20/11/2025 19:55
Il boato del Pala Don Bosco. Prima per il gol del 2-2, poi per quello che ha ribaltato l’esito di un derby che l’Isola stava sognando di condurre in porto quanto meno con un pareggio dopo essere stata rimontata dai rosanero di Rizzo. Un sabato indimenticabile, abbiamo titolato qualche giorno fa: e con Salvatore Davì, rientrato al Palermo C5 a metà della scorsa stagione dopo le esperienze con Marsala e Merlo, autentico match-winner di quel soffertissimo 3-2, partiamo proprio dalla vittoria sull'Isola.

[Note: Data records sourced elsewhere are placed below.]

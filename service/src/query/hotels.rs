//! [`Query`] collection related to multiple [`Hotel`]s.

use common::operations::By;

use crate::read::hotel::{recommended, search, Summary};
#[cfg(doc)]
use crate::{domain::Hotel, Query};

use super::DatabaseQuery;

/// Searches a [`search::Page`] of [`Hotel`]s.
pub type Search = DatabaseQuery<By<search::Page, search::Selector>>;

/// Queries [`Hotel`]s resembling the ones a customer booked, the highest
/// rated first.
pub type Recommended = DatabaseQuery<By<Vec<Summary>, recommended::Selector>>;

- Dire che sei stato il grande protagonista dell’ultima vittoria, segnando i tre gol del Palermo ma soprattutto firmando le due reti che hanno ribaltato nel finale la situazione, è il giusto disegno da dare a una delle partite più belle giocate quest'anno. Condividi questa valutazione?
“Intanto ringrazio per questa opportunità. Beh, segnare una tripletta fa sempre piacere, ma direi che la vera arma vincente é stata la voglia di non mollare da parte di tutta la squadra: non ci siamo mai scomposti e non abbiamo mai mollato, ci abbiamo creduto e siamo riusciti a portare il derby a casa”.
- Quanto ha inciso l'assenza di Torcivia nella gestione delle ultime gare?
“Torcivia é un giocatore importante, per noi é un punto di riferimento, già da qualche partita giochiamo senza, però la nostra forza è proprio questa, riusciamo sempre a sopperire alle assenze… Ma sono convinto che già dalla prossima partita Marco sarà in campo a lottare insieme a noi”.
Prossima prevista per il 29 novembre in casa dell’Atletico Monreale, visto che in occasione dell’undicesimo turno la squadra di Rizzo osserverà il proprio turno di riposo. Questo accadrà mentre l'Akragas ospita il Merlo e l'Agrigento va a San Cataldo dove il Palermo C5 ha pareggiato, non senza rimpianti, due settimane fa; non dimenticando San Vincenzo-Bonifato.
- Che giornata sarà secondo Davì in veste di spettatore interessato?
“Guarda… insieme a tutta la squadra abbiamo deciso di non guardare più la classifica sino alla fine del girone d’andata. Il campionato ancora é lungo e noi dobbiamo giocare ogni partita come se fosse una finale: è un campionato difficile dove tutti possono perdere punti alla prima disattenzione, quindi noi pensiamo… a noi stessi. E alla fine vedremo”.